Instructions to follow. List each line of the data that holds the string "DUMP".

*** Begin section ***

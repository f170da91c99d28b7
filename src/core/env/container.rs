// vkscheme: Xcode scheme patcher for Vulkan loader paths
//
// SPDX-FileCopyrightText: 2026 Romeo Ahmed
// SPDX-License-Identifier: GPL-3.0-or-later

//! Environment snapshot container.

use std::collections::BTreeMap;

/// An ordered set of environment variables.
///
/// Names are case-sensitive, matching macOS and Linux.
#[derive(Debug, Clone, Default, PartialEq, Eq)]
pub struct Env {
    vars: BTreeMap<String, String>,
}

impl Env {
    #[must_use]
    pub const fn new() -> Self {
        Self {
            vars: BTreeMap::new(),
        }
    }

    /// Creates an environment from a map of variables.
    #[must_use]
    pub const fn from_map(vars: BTreeMap<String, String>) -> Self {
        Self { vars }
    }

    /// Sets an environment variable, replacing any previous value.
    pub fn set(&mut self, key: impl Into<String>, value: impl Into<String>) -> &mut Self {
        self.vars.insert(key.into(), value.into());
        self
    }

    /// Gets an environment variable value.
    #[must_use]
    pub fn get(&self, key: &str) -> Option<&str> {
        self.vars.get(key).map(String::as_str)
    }

    /// Iterates over all variables in name order.
    pub fn iter(&self) -> impl Iterator<Item = (&str, &str)> {
        self.vars.iter().map(|(k, v)| (k.as_str(), v.as_str()))
    }

    #[must_use]
    pub fn len(&self) -> usize {
        self.vars.len()
    }

    #[must_use]
    pub fn is_empty(&self) -> bool {
        self.vars.is_empty()
    }
}

impl<K, V> FromIterator<(K, V)> for Env
where
    K: Into<String>,
    V: Into<String>,
{
    fn from_iter<I: IntoIterator<Item = (K, V)>>(iter: I) -> Self {
        Self {
            vars: iter
                .into_iter()
                .map(|(k, v)| (k.into(), v.into()))
                .collect(),
        }
    }
}
// vkscheme: Xcode scheme patcher for Vulkan loader paths
//
// SPDX-FileCopyrightText: 2026 Romeo Ahmed
// SPDX-License-Identifier: GPL-3.0-or-later

//! Logging infrastructure using the `tracing` ecosystem.
//!
//! ```text
//! init_logging(&LogConfig)
//!        |
//!        v
//!    registry
//!    |       |
//!    v       v
//! Console   File (optional)
//! EnvFilter EnvFilter
//! stderr    non_blocking
//!        |
//!        v
//!    LogGuard (flush on drop)
//!
//! LogLevel:  0=OFF  1=ERROR  2=WARN  3=INFO
//!            4=DEBUG  5=TRACE  6=DUMP(+libs)
//! ```

use anyhow::Context;
use bon::Builder;
use serde::{Deserialize, Deserializer, Serialize, Serializer};
use std::path::Path;
use tracing_appender::non_blocking::WorkerGuard;
use tracing_subscriber::{EnvFilter, Layer, fmt, layer::SubscriberExt, util::SubscriberInitExt};

use crate::error::{ConfigError, Result};

/// Log level (0-6) for configuration.
#[derive(Debug, Clone, Copy, PartialEq, Eq)]
pub struct LogLevel(u8);

impl Default for LogLevel {
    fn default() -> Self {
        Self::INFO
    }
}

impl LogLevel {
    pub const SILENT: Self = Self(0);
    pub const ERROR: Self = Self(1);
    pub const WARN: Self = Self(2);
    pub const INFO: Self = Self(3);
    pub const DEBUG: Self = Self(4);
    pub const TRACE: Self = Self(5);
    pub const DUMP: Self = Self(6);

    /// Create a new `LogLevel` from a u8 value (0-6).
    ///
    /// # Errors
    ///
    /// Returns a `ConfigError::InvalidValue` if the level is greater than 6.
    pub fn new(level: u8) -> std::result::Result<Self, ConfigError> {
        if level <= 6 {
            Ok(Self(level))
        } else {
            Err(ConfigError::InvalidValue {
                section: "global".to_string(),
                key: "log_level".to_string(),
                message: format!("log level must be 0-6, got {level}"),
            })
        }
    }

    /// Get the raw u8 value.
    #[must_use]
    pub const fn as_u8(&self) -> u8 {
        self.0
    }

    /// Convert to `EnvFilter` directive string.
    ///
    /// Below `DUMP`, dependencies are capped at `warn` so only this crate's
    /// own events come through at the chosen verbosity.
    #[must_use]
    pub const fn to_filter_string(self) -> &'static str {
        match self.0 {
            0 => "off",
            1 => "error",
            2 => "warn,vkscheme=warn",
            3 => "warn,vkscheme=info",
            4 => "warn,vkscheme=debug",
            5 => "warn,vkscheme=trace",
            _ => "trace",
        }
    }
}

impl TryFrom<u8> for LogLevel {
    type Error = ConfigError;

    fn try_from(value: u8) -> std::result::Result<Self, Self::Error> {
        Self::new(value)
    }
}

impl From<LogLevel> for u8 {
    fn from(level: LogLevel) -> Self {
        level.0
    }
}

impl Serialize for LogLevel {
    fn serialize<S>(&self, serializer: S) -> std::result::Result<S::Ok, S::Error>
    where
        S: Serializer,
    {
        serializer.serialize_u8(self.0)
    }
}

impl<'de> Deserialize<'de> for LogLevel {
    fn deserialize<D>(deserializer: D) -> std::result::Result<Self, D::Error>
    where
        D: Deserializer<'de>,
    {
        let value = u8::deserialize(deserializer)?;
        Self::new(value).map_err(serde::de::Error::custom)
    }
}

/// Configuration for the logging system.
#[derive(Debug, Clone, Builder)]
pub struct LogConfig {
    #[builder(setters(name = with_console_level), default = LogLevel::INFO)]
    console_level: LogLevel,
    #[builder(setters(name = with_file_level), default = LogLevel::TRACE)]
    file_level: LogLevel,
    #[builder(setters(name = with_log_file))]
    log_file: Option<String>,
}

impl Default for LogConfig {
    fn default() -> Self {
        Self::builder().build()
    }
}

impl LogConfig {
    /// Get the console log level.
    #[must_use]
    pub const fn console_level(&self) -> LogLevel {
        self.console_level
    }

    /// Get the file log level.
    #[must_use]
    pub const fn file_level(&self) -> LogLevel {
        self.file_level
    }

    /// Get the log file path if set.
    #[must_use]
    pub fn log_file(&self) -> Option<&str> {
        self.log_file.as_deref()
    }
}

/// RAII guard that keeps the logging system alive.
/// When dropped, flushes all pending log writes.
pub struct LogGuard {
    _file_guard: Option<WorkerGuard>,
}

/// Initialize the logging system with the given configuration.
///
/// Console output goes to stderr so the generator's own stdout, which is
/// inherited, stays readable. Returns a guard that must be kept alive for the
/// duration of the program.
///
/// # Errors
///
/// Returns an error if the log directory or file cannot be created.
///
/// # Example
///
/// ```no_run
/// use vkscheme::logging::{init_logging, LogConfig, LogLevel};
///
/// let config = LogConfig::builder()
///     .with_console_level(LogLevel::INFO)
///     .with_file_level(LogLevel::DEBUG)
///     .with_log_file("vkscheme.log".to_string())
///     .build();
///
/// let _guard = init_logging(&config).expect("Failed to initialize logging");
/// tracing::info!("Logging initialized");
/// ```
pub fn init_logging(config: &LogConfig) -> Result<LogGuard> {
    let console_filter = EnvFilter::new(config.console_level().to_filter_string());

    let console_layer = fmt::layer()
        .with_writer(std::io::stderr)
        .with_target(false)
        .with_level(true)
        .with_ansi(true)
        .without_time()
        .with_filter(console_filter);

    let (file_layer, file_guard) = if let Some(log_path) = config.log_file() {
        let log_path = Path::new(log_path);

        if let Some(parent) = log_path.parent()
            && !parent.as_os_str().is_empty()
        {
            std::fs::create_dir_all(parent)
                .with_context(|| format!("failed to create log directory {}", parent.display()))?;
        }

        let file = std::fs::File::create(log_path)
            .with_context(|| format!("failed to create log file {}", log_path.display()))?;
        let (non_blocking, guard) = tracing_appender::non_blocking(file);

        let file_filter = EnvFilter::new(config.file_level().to_filter_string());

        let layer = fmt::layer()
            .with_writer(non_blocking)
            .with_target(true)
            .with_level(true)
            .with_ansi(false)
            .with_filter(file_filter);

        (Some(layer), Some(guard))
    } else {
        (None, None)
    };

    tracing_subscriber::registry()
        .with(console_layer)
        .with(file_layer)
        .init();

    Ok(LogGuard {
        _file_guard: file_guard,
    })
}
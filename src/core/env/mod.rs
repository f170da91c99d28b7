// vkscheme: Xcode scheme patcher for Vulkan loader paths
//
// SPDX-FileCopyrightText: 2026 Romeo Ahmed
// SPDX-License-Identifier: GPL-3.0-or-later

//! Environment variable management.
//!
//! # Architecture
//!
//! ```text
//! current_env() --> Env (BTreeMap<String, String> snapshot)
//!                     |
//!                     v
//!   RequiredEnv::resolve(&env, names)
//!     Ok:  [(name, value), ...] in declaration order
//!     Err: EnvError::MissingVariable { name }
//! ```
//!
//! The process environment is read exactly once; everything downstream works
//! on the snapshot.

pub mod container;
pub mod required;


/// Captures the current process environment.
///
/// Names or values that are not valid Unicode are converted lossily.
#[must_use]
pub fn current_env() -> container::Env {
    let vars = std::env::vars_os()
        .map(|(k, v)| {
            (
                k.to_string_lossy().into_owned(),
                v.to_string_lossy().into_owned(),
            )
        })
        .collect();
    container::Env::from_map(vars)
}
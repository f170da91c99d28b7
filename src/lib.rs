// vkscheme: Xcode scheme patcher for Vulkan loader paths
//
// SPDX-FileCopyrightText: 2026 Romeo Ahmed
// SPDX-License-Identifier: GPL-3.0-or-later

//! Library root.
//!
//! # Crate Architecture
//!
//! ```text
//!                        main.rs
//!                           |
//!                +----------+----------+
//!                v                     v
//!          cli (clap)          cmd::configure
//!      args pass-through               |
//!                +----------+----------+
//!                           v
//!              ,---------------------------,
//!              |          config           |
//!              |  TOML + VKSCHEME_* vars   |
//!              '--+-----------+--------+---'
//!                 |           |        |
//!                 v           v        v
//!            generator     scheme    core::env
//!          cmake -G...   xcscheme   required vars
//!                 |
//!                 v
//!           core::process
//!
//!   +-----------------------------------------+
//!   |  foundation   error, logging            |
//!   +-----------------------------------------+
//! ```

pub mod cli;
pub mod cmd;
pub mod config;
pub mod core;
pub mod error;
pub mod generator;
pub mod logging;
pub mod scheme;
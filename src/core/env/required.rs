// vkscheme: Xcode scheme patcher for Vulkan loader paths
//
// SPDX-FileCopyrightText: 2026 Romeo Ahmed
// SPDX-License-Identifier: GPL-3.0-or-later

//! Required variable resolution.

use tracing::debug;

use super::container::Env;
use crate::error::EnvError;

/// Resolved values for a fixed set of required variables.
///
/// Entries keep the order the names were declared in.
#[derive(Debug, Clone, Default, PartialEq, Eq)]
pub struct RequiredEnv {
    entries: Vec<(String, String)>,
}

impl RequiredEnv {
    /// Looks up every name in `env`.
    ///
    /// A variable set to the empty string counts as present.
    ///
    /// # Errors
    ///
    /// Returns `EnvError::MissingVariable` for the first name that is absent.
    pub fn resolve<I, S>(env: &Env, names: I) -> Result<Self, EnvError>
    where
        I: IntoIterator<Item = S>,
        S: AsRef<str>,
    {
        let mut entries = Vec::new();
        for name in names {
            let name = name.as_ref();
            let Some(value) = env.get(name) else {
                return Err(EnvError::MissingVariable {
                    name: name.to_string(),
                });
            };
            debug!(name, value, "resolved required variable");
            entries.push((name.to_string(), value.to_string()));
        }
        Ok(Self { entries })
    }

    /// Iterates `(name, value)` pairs in declaration order.
    pub fn iter(&self) -> impl Iterator<Item = (&str, &str)> {
        self.entries.iter().map(|(k, v)| (k.as_str(), v.as_str()))
    }

    #[must_use]
    pub fn get(&self, name: &str) -> Option<&str> {
        self.entries
            .iter()
            .find(|(k, _)| k == name)
            .map(|(_, v)| v.as_str())
    }

    #[must_use]
    pub fn len(&self) -> usize {
        self.entries.len()
    }

    #[must_use]
    pub fn is_empty(&self) -> bool {
        self.entries.is_empty()
    }
}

*** End section ***

Response to this task.
//!            4=DEBUG  5=TRACE  6=DUMP(+libs)
    pub const DUMP: Self = Self(6);
    /// Below `DUMP`, dependencies are capped at `warn` so only this crate's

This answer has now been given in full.